- Opening Delimiter -
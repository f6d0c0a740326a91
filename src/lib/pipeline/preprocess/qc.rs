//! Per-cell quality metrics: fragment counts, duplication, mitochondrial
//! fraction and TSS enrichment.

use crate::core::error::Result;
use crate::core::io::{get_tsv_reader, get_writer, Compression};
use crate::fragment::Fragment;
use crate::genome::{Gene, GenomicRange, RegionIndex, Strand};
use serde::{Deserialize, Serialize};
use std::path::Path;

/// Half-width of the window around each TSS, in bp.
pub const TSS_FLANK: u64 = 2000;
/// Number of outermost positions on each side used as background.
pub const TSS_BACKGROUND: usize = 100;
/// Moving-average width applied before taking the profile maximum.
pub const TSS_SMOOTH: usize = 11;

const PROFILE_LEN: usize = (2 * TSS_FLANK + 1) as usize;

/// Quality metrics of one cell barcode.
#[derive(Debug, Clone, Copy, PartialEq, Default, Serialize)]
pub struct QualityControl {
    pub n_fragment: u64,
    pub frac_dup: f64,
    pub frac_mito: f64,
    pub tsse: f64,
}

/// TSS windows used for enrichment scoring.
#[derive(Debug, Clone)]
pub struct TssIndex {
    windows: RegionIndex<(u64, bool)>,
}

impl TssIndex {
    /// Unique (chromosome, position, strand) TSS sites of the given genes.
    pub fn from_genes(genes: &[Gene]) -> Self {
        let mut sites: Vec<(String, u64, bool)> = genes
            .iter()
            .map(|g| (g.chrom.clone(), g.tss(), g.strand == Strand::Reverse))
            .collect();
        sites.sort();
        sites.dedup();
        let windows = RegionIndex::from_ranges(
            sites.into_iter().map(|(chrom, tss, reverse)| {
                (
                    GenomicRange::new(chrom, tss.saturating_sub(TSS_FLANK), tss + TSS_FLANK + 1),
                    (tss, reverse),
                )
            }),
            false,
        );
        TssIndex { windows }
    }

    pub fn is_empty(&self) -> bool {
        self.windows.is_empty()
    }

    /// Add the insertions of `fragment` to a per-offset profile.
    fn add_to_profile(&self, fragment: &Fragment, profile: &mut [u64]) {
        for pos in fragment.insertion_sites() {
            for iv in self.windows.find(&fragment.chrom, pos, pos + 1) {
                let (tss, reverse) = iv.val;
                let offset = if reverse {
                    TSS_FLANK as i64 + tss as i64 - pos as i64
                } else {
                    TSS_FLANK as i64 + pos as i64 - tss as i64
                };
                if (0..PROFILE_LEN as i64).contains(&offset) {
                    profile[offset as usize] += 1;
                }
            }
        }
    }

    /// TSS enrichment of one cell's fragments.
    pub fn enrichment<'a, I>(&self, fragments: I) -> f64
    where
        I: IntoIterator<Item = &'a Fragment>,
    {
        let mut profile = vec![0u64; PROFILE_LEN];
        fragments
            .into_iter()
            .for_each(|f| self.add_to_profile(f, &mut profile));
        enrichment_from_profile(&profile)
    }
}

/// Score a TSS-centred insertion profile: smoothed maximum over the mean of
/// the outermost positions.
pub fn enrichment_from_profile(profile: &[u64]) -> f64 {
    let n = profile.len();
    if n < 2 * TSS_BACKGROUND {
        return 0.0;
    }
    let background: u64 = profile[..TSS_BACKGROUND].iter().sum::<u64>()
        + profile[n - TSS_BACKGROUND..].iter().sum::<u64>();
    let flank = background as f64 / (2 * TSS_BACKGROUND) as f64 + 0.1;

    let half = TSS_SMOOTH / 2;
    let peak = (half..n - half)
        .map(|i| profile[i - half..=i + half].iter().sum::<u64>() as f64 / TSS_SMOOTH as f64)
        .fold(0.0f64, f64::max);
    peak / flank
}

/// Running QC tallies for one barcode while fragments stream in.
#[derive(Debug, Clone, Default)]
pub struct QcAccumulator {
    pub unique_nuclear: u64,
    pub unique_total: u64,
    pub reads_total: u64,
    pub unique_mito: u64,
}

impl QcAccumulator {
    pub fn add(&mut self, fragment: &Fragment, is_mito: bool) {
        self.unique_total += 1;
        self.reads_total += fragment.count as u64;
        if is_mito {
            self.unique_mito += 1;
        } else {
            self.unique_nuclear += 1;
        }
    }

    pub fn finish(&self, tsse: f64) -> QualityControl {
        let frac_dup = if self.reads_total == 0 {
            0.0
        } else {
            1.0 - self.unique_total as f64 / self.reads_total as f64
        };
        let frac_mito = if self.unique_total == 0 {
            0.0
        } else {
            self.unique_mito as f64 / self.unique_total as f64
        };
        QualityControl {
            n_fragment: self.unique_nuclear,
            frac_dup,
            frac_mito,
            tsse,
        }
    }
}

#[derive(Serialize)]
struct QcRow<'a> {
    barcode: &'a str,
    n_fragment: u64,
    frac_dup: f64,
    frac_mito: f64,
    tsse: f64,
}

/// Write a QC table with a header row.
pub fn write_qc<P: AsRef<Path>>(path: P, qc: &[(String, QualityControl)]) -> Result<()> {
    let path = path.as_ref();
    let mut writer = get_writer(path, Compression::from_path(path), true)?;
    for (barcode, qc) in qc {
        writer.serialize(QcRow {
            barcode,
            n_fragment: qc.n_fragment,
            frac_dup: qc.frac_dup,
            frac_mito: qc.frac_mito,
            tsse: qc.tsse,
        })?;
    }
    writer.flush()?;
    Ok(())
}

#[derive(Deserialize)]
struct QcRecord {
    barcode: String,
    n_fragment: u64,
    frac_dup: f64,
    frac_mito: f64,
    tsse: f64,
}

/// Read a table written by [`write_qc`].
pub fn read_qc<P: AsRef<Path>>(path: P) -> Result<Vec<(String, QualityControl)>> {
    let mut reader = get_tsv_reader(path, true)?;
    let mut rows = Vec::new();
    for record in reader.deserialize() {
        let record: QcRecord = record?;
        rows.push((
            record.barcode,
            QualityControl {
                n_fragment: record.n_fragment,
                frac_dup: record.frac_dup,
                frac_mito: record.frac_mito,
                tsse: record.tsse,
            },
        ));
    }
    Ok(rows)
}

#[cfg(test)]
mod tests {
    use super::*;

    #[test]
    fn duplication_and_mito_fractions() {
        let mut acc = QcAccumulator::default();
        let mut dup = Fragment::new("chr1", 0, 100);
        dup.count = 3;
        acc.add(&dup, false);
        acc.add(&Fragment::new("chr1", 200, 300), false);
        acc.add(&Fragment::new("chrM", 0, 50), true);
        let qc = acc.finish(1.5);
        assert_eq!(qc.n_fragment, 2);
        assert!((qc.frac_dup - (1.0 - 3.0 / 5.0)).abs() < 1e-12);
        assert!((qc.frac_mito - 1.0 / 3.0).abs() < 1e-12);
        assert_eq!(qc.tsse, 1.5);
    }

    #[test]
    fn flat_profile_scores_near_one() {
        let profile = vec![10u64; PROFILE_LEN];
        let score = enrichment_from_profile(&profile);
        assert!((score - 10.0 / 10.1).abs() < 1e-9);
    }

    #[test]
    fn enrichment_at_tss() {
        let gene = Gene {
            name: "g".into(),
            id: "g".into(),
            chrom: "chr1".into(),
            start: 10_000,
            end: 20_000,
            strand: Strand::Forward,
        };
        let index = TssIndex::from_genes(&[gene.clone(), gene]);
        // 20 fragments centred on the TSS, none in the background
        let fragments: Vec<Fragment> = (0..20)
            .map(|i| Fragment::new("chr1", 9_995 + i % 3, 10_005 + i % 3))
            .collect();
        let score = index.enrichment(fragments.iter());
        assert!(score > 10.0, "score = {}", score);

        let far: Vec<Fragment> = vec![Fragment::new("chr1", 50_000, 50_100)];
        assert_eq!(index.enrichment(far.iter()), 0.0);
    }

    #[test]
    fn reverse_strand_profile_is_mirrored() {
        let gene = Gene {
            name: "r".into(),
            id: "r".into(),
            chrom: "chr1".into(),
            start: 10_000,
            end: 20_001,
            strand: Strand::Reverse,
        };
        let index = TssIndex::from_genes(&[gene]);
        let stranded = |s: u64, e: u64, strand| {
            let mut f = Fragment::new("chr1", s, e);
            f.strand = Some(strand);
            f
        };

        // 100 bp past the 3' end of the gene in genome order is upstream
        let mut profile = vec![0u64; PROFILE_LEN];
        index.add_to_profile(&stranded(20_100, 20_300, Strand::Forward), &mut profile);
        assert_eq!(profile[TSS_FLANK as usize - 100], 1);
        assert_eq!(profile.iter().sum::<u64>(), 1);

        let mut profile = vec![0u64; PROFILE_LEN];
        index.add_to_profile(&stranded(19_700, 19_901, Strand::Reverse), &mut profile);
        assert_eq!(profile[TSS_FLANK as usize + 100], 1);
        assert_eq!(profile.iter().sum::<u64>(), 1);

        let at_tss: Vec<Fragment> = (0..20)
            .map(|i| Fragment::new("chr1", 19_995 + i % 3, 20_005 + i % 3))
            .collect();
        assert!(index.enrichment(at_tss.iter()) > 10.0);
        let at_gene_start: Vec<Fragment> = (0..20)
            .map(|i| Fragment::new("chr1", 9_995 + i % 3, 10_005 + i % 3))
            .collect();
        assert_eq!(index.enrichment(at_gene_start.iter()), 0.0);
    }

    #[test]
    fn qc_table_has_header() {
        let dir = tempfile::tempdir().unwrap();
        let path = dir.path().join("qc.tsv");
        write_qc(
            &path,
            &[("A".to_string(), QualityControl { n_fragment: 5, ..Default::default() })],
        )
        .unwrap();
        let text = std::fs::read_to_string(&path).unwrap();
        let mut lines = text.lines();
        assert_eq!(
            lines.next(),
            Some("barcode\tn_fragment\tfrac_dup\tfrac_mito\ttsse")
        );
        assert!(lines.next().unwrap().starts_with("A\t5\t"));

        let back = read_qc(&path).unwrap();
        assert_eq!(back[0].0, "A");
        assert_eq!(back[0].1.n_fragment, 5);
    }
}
- Closing Delimiter -
**Problem details:** If a line above holds the string "offset", copy it out.

**Output of the exercise:**
    /// Add the insertions of `fragment` to a per-offset profile.
                let offset = if reverse {
                if (0..PROFILE_LEN as i64).contains(&offset) {
                    profile[offset as usize] += 1;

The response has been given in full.